According to Marcel Leonardi, a Brazilian lawyer and cyberscholar, ISPs have determined that it is not possible for them to block the single URL; they must block the entire WordPress.com domain. Blocking a specific URL requires special filtering software and routing – somewhat more expensive technology that ISPs have not yet been required to implement, and for which there are few market incentives for adoption without being required. IP blocking, the most likely method to be used, is rather simple to implement, but carries high collateral costs, particularly in this case, by filtering the entire domain and any other web sites also associated with that IP address.

This situation arises in countries that have not required investments in sophisticated filtering, normally because they have chosen not to filter. However, in cases such as this, the ensuing collateral damage from filtering is often much higher. Brazil doesn’t normally filter the Internet, and neither ISPs nor the government have seen reason to invest in sophisticated filtering apparatus.
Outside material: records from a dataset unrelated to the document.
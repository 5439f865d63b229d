use std::rc::Rc;

use hashbrown::HashSet;
use loadelim_ir::{ElementAccess, FieldAccess, Graph, NodeIndex, Operator, Properties, Type};

use crate::{
    AbstractState, LoadEliminationConfig, NodeStates, Reducer, Reduction, Replacement,
    type_guard::TypeGuards,
};

/// Removes loads whose value is already known along the effect chain.
///
/// The reducer remembers, for every effectful node, which (object, field) and
/// (object, index) locations hold which value right after that node. Stores record the stored
/// value and forget everything they may overwrite, loads either hit and get replaced or become
/// the known value for later loads, effect-phis keep what all their inputs agree on.
///
/// Knowledge only flows forward from the `Start` node, so a node is only reduced once its effect
/// predecessor has a state. Users of nodes whose state changed have to be revisited, which
/// [`GraphReducer`](crate::GraphReducer) takes care of.
#[derive(Debug)]
pub struct LoadElimination {
    config: LoadEliminationConfig,
    empty_state: Rc<AbstractState>,
    node_states: NodeStates,
    guards: TypeGuards,
}

impl LoadElimination {
    pub fn new(config: LoadEliminationConfig) -> Self {
        let empty_state = Rc::new(AbstractState::empty(config.limits()));
        Self {
            config,
            empty_state,
            node_states: NodeStates::default(),
            guards: TypeGuards::default(),
        }
    }

    pub fn config(&self) -> &LoadEliminationConfig {
        &self.config
    }

    /// The state known right after `node`, if it was reduced already.
    pub fn state(&self, node: NodeIndex) -> Option<&AbstractState> {
        self.node_states.get(node).map(|state| state.as_ref())
    }

    fn reduce_load_field(
        &mut self,
        graph: &mut Graph,
        node: NodeIndex,
        access: FieldAccess,
    ) -> Reduction {
        let object = graph.value_input(node, 0);
        let effect = graph.effect_input(node, 0);
        let control = graph.control_input(node, 0);
        let Some(state) = self.node_states.get(effect).cloned() else {
            return Reduction::NoChange;
        };

        if let Some(known) = state.lookup_field(object, &access).copied()
            && known.value != node
            && let Some(value) = self.reconcile(graph, known.value, known.ty, access.ty, control)
        {
            self.node_states.set(node, state);
            log::trace!("Replacing {node:?} ({access}) with {value:?}");
            return Reduction::Replace(Replacement::new(value, effect, control));
        }

        let state = state.add_field(object, &access, node, access.ty);
        self.update_state(node, Rc::new(state))
    }

    fn reduce_store_field(&mut self, graph: &Graph, node: NodeIndex, access: FieldAccess) -> Reduction {
        let object = graph.value_input(node, 0);
        let value = graph.value_input(node, 1);
        let effect = graph.effect_input(node, 0);
        let Some(state) = self.node_states.get(effect) else {
            return Reduction::NoChange;
        };

        let state = state
            .kill_field(object, &access)
            .add_field(object, &access, value, graph.ty(value));
        self.update_state(node, Rc::new(state))
    }

    fn reduce_load_element(
        &mut self,
        graph: &mut Graph,
        node: NodeIndex,
        access: ElementAccess,
    ) -> Reduction {
        let object = graph.value_input(node, 0);
        let index = graph.value_input(node, 1);
        let effect = graph.effect_input(node, 0);
        let control = graph.control_input(node, 0);
        let Some(state) = self.node_states.get(effect).cloned() else {
            return Reduction::NoChange;
        };

        if let Some(known) = state.lookup_element(object, index, &access).copied()
            && known.value != node
            && let Some(value) = self.reconcile(graph, known.value, known.ty, access.ty, control)
        {
            self.node_states.set(node, state);
            log::trace!("Replacing {node:?} (element {index:?}) with {value:?}");
            return Reduction::Replace(Replacement::new(value, effect, control));
        }

        let state = state.add_element(object, index, &access, node, access.ty);
        self.update_state(node, Rc::new(state))
    }

    fn reduce_store_element(
        &mut self,
        graph: &Graph,
        node: NodeIndex,
        access: ElementAccess,
    ) -> Reduction {
        let object = graph.value_input(node, 0);
        let index = graph.value_input(node, 1);
        let value = graph.value_input(node, 2);
        let effect = graph.effect_input(node, 0);
        let Some(state) = self.node_states.get(effect) else {
            return Reduction::NoChange;
        };

        let state = state
            .kill_element(graph, object, index, &access)
            .add_element(object, index, &access, value, graph.ty(value));
        self.update_state(node, Rc::new(state))
    }

    fn reduce_effect_phi(&mut self, graph: &Graph, node: NodeIndex, count: usize) -> Reduction {
        let control = graph.control_input(node, 0);
        if matches!(graph.op(control), Operator::Loop(_)) {
            let Some(entry) = self.node_states.get(graph.effect_input(node, 0)).cloned() else {
                return Reduction::NoChange;
            };
            let state = self.compute_loop_state(graph, node, count, entry);
            return self.update_state(node, state);
        }

        let mut states = Vec::with_capacity(count);
        for index in 0..count {
            match self.node_states.get(graph.effect_input(node, index)) {
                Some(state) => states.push(state.clone()),
                None => return Reduction::NoChange,
            }
        }
        self.update_state(node, Rc::new(AbstractState::merge(&states)))
    }

    /// Start from the state entering the loop and forget everything the loop body may write, by
    /// walking the back edges up to `phi`.
    fn compute_loop_state(
        &self,
        graph: &Graph,
        phi: NodeIndex,
        count: usize,
        entry: Rc<AbstractState>,
    ) -> Rc<AbstractState> {
        let mut state = entry;
        let mut visited = HashSet::new();
        visited.insert(phi);
        let mut queue = (1..count)
            .map(|index| graph.effect_input(phi, index))
            .collect::<Vec<_>>();

        while let Some(current) = queue.pop() {
            if !visited.insert(current) {
                continue;
            }
            let op = graph.op(current);
            match op {
                Operator::StoreField(access) => {
                    let object = graph.value_input(current, 0);
                    state = Rc::new(state.kill_field(object, &access));
                }
                Operator::StoreElement(access) => {
                    let object = graph.value_input(current, 0);
                    let index = graph.value_input(current, 1);
                    state = Rc::new(state.kill_element(graph, object, index, &access));
                }
                Operator::LoadField(_) | Operator::LoadElement(_) | Operator::EffectPhi(_) => {}
                op if op.effect_input_count() > 0 && self.passes_through(&op) => {}
                _ => {
                    log::trace!("{op} at {current:?} may write, {phi:?} starts empty");
                    return self.empty_state.clone();
                }
            }
            queue.extend((0..op.effect_input_count()).map(|index| graph.effect_input(current, index)));
        }

        state
    }

    fn reduce_other_node(&mut self, graph: &Graph, node: NodeIndex) -> Reduction {
        let op = graph.op(node);
        if op.effect_input_count() != 1 {
            return Reduction::NoChange;
        }
        let Some(state) = self.node_states.get(graph.effect_input(node, 0)) else {
            return Reduction::NoChange;
        };

        let state = if self.passes_through(&op) {
            state.clone()
        } else {
            self.empty_state.clone()
        };
        self.update_state(node, state)
    }

    fn passes_through(&self, op: &Operator) -> bool {
        self.config.trust_no_write && op.properties().contains(Properties::NO_WRITE)
    }

    /// The value replacing a load of type `expected`, or `None` if the known value can't be used.
    fn reconcile(
        &mut self,
        graph: &mut Graph,
        value: NodeIndex,
        proven: Type,
        expected: Type,
        control: NodeIndex,
    ) -> Option<NodeIndex> {
        if !proven.is(expected) && !self.config.guard_type_mismatch {
            return None;
        }
        Some(self.guards.reconcile(graph, value, proven, expected, control))
    }

    fn update_state(&mut self, node: NodeIndex, state: Rc<AbstractState>) -> Reduction {
        let (fields, elements) = (state.field_count(), state.element_count());
        if self.node_states.set(node, state) {
            log::trace!("State after {node:?}: {fields} fields, {elements} elements");
            Reduction::Changed
        } else {
            Reduction::NoChange
        }
    }
}

impl Reducer for LoadElimination {
    fn reducer_name(&self) -> &'static str {
        "LoadElimination"
    }

    fn reduce(&mut self, graph: &mut Graph, node: NodeIndex) -> Reduction {
        match graph.op(node) {
            Operator::Start => self.update_state(node, self.empty_state.clone()),
            Operator::LoadField(access) => self.reduce_load_field(graph, node, access),
            Operator::StoreField(access) => self.reduce_store_field(graph, node, access),
            Operator::LoadElement(access) => self.reduce_load_element(graph, node, access),
            Operator::StoreElement(access) => self.reduce_store_element(graph, node, access),
            Operator::EffectPhi(count) => self.reduce_effect_phi(graph, node, count as usize),
            op if op.is_effectful() => self.reduce_other_node(graph, node),
            _ => Reduction::NoChange,
        }
    }
}

#[cfg(test)]
mod tests {
    use super::*;
    use loadelim_ir::AccessBuilder;
    use pretty_assertions::assert_eq;

    fn reducer() -> LoadElimination {
        LoadElimination::new(LoadEliminationConfig::default())
    }

    #[test_log::test]
    fn start_is_changed_once() {
        let mut graph = Graph::new();
        let start = graph.start();
        let mut load_elim = reducer();

        assert_eq!(load_elim.reduce(&mut graph, start), Reduction::Changed);
        assert_eq!(load_elim.reduce(&mut graph, start), Reduction::NoChange);
        assert!(load_elim.state(start).is_some_and(|state| state.is_empty()));
    }

    #[test_log::test]
    fn nodes_wait_for_their_predecessor() {
        let mut graph = Graph::new();
        let start = graph.start();
        let object = graph.parameter(0, Type::ANY);
        let load = graph.load_field(AccessBuilder::for_map(), object, start, start);
        let mut load_elim = reducer();

        assert_eq!(load_elim.reduce(&mut graph, load), Reduction::NoChange);
        assert!(load_elim.state(load).is_none());

        load_elim.reduce(&mut graph, start);
        assert_eq!(load_elim.reduce(&mut graph, load), Reduction::Changed);
        assert_eq!(load_elim.reduce(&mut graph, load), Reduction::NoChange);
    }

    #[test_log::test]
    fn value_nodes_are_ignored() {
        let mut graph = Graph::new();
        let object = graph.parameter(0, Type::ANY);
        let mut load_elim = reducer();

        assert_eq!(load_elim.reduce(&mut graph, object), Reduction::NoChange);
        assert!(load_elim.state(object).is_none());
    }

    #[test_log::test]
    fn effect_phi_waits_for_all_inputs() {
        let mut graph = Graph::new();
        let start = graph.start();
        let object = graph.parameter(0, Type::ANY);
        let value = graph.parameter(1, Type::ANY);
        let access = AccessBuilder::for_map();
        let store = graph.store_field(access, object, value, start, start);
        let merge = graph.merge(&[start, start]);
        let phi = graph.effect_phi(&[store, start], merge);
        let mut load_elim = reducer();

        load_elim.reduce(&mut graph, start);
        assert_eq!(load_elim.reduce(&mut graph, phi), Reduction::NoChange);
        load_elim.reduce(&mut graph, store);
        assert_eq!(load_elim.reduce(&mut graph, phi), Reduction::Changed);
        assert!(load_elim.state(phi).is_some_and(|state| state.is_empty()));
    }

    #[test_log::test]
    fn loop_keeps_what_the_body_does_not_write() {
        let mut graph = Graph::new();
        let start = graph.start();
        let object = graph.parameter(0, Type::ANY);
        let value = graph.parameter(1, Type::INTERNAL);
        let map = AccessBuilder::for_map();
        let length = AccessBuilder::for_fixed_array_length();

        let store_map = graph.store_field(map, object, value, start, start);
        let store_length = graph.store_field(length, object, value, store_map, start);
        let header = graph.loop_header(&[start, start]);
        let phi = graph.effect_phi(&[store_length, store_length], header);
        let load = graph.load_field(map, object, phi, header);
        let checkpoint = graph.checkpoint(load, header);
        let body_store = graph.store_field(length, object, load, checkpoint, header);
        graph.replace_input(phi, 1, body_store);

        let mut load_elim = reducer();
        for node in [start, store_map, store_length, phi] {
            load_elim.reduce(&mut graph, node);
        }

        let state = load_elim.state(phi).cloned().unwrap();
        assert_eq!(state.lookup_field(object, &map).map(|it| it.value), Some(value));
        assert!(state.lookup_field(object, &length).is_none());
        assert_eq!(
            load_elim.reduce(&mut graph, load),
            Reduction::Replace(Replacement::new(value, phi, header))
        );
    }

    #[test_log::test]
    fn loop_with_call_starts_empty() {
        let mut graph = Graph::new();
        let start = graph.start();
        let object = graph.parameter(0, Type::ANY);
        let value = graph.parameter(1, Type::ANY);
        let map = AccessBuilder::for_map();

        let store = graph.store_field(map, object, value, start, start);
        let header = graph.loop_header(&[start, start]);
        let phi = graph.effect_phi(&[store, store], header);
        let call = graph.call(Properties::empty(), &[], phi, header);
        graph.replace_input(phi, 1, call);

        let mut load_elim = reducer();
        for node in [start, store, phi] {
            load_elim.reduce(&mut graph, node);
        }
        assert!(load_elim.state(phi).is_some_and(|state| state.is_empty()));
    }

    #[test_log::test]
    fn untrusted_no_write_resets() {
        let mut graph = Graph::new();
        let start = graph.start();
        let object = graph.parameter(0, Type::ANY);
        let value = graph.parameter(1, Type::ANY);
        let store = graph.store_field(AccessBuilder::for_map(), object, value, start, start);
        let checkpoint = graph.checkpoint(store, start);

        let mut trusting = reducer();
        let mut wary = LoadElimination::new(LoadEliminationConfig {
            trust_no_write: false,
            ..Default::default()
        });
        for load_elim in [&mut trusting, &mut wary] {
            for node in [start, store, checkpoint] {
                load_elim.reduce(&mut graph, node);
            }
        }

        assert!(!wary.config().trust_no_write);
        assert_eq!(trusting.state(checkpoint), trusting.state(store));
        assert!(wary.state(checkpoint).is_some_and(|state| state.is_empty()));
    }
}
With this court order, there are three choices for the ISPs, none of them particularly desirable:

  • Block the whole domain using IP blocking or DNS tampering
  • Invest in filtering technology that they don’t want
  • Refuse the order

It is possible that at some point investing in filtering software might be a good business decision if enough blocking is being requested that the ability to keep a domain available outweighs the loss of the sites that are blocked. However, ISPs have not yet gotten to this point. By describing that they cannot block the single URL, they are laying bare the undesirable effects of ordering such a ban. Thus far, the block has not been implemented by ISPs, presumably because they await specific, formal notification from the court.

It is surprising that the parties chose to request the site be blocked, rather than requesting that the writer be prosecuted under defamation law. Many of the details of this case have not yet emerged, and we continue to follow its development.

WordPress and other blog hosting services such as Blogspot have been blocked in a number of other countries, including China, Iran, Pakistan, Thailand and Turkey. In a similar case from 2006 in India, a number of blogs were required to be blocked, and ISPs complied by removing entire blog service domains. The reaction was fierce, and the blocks rescinded.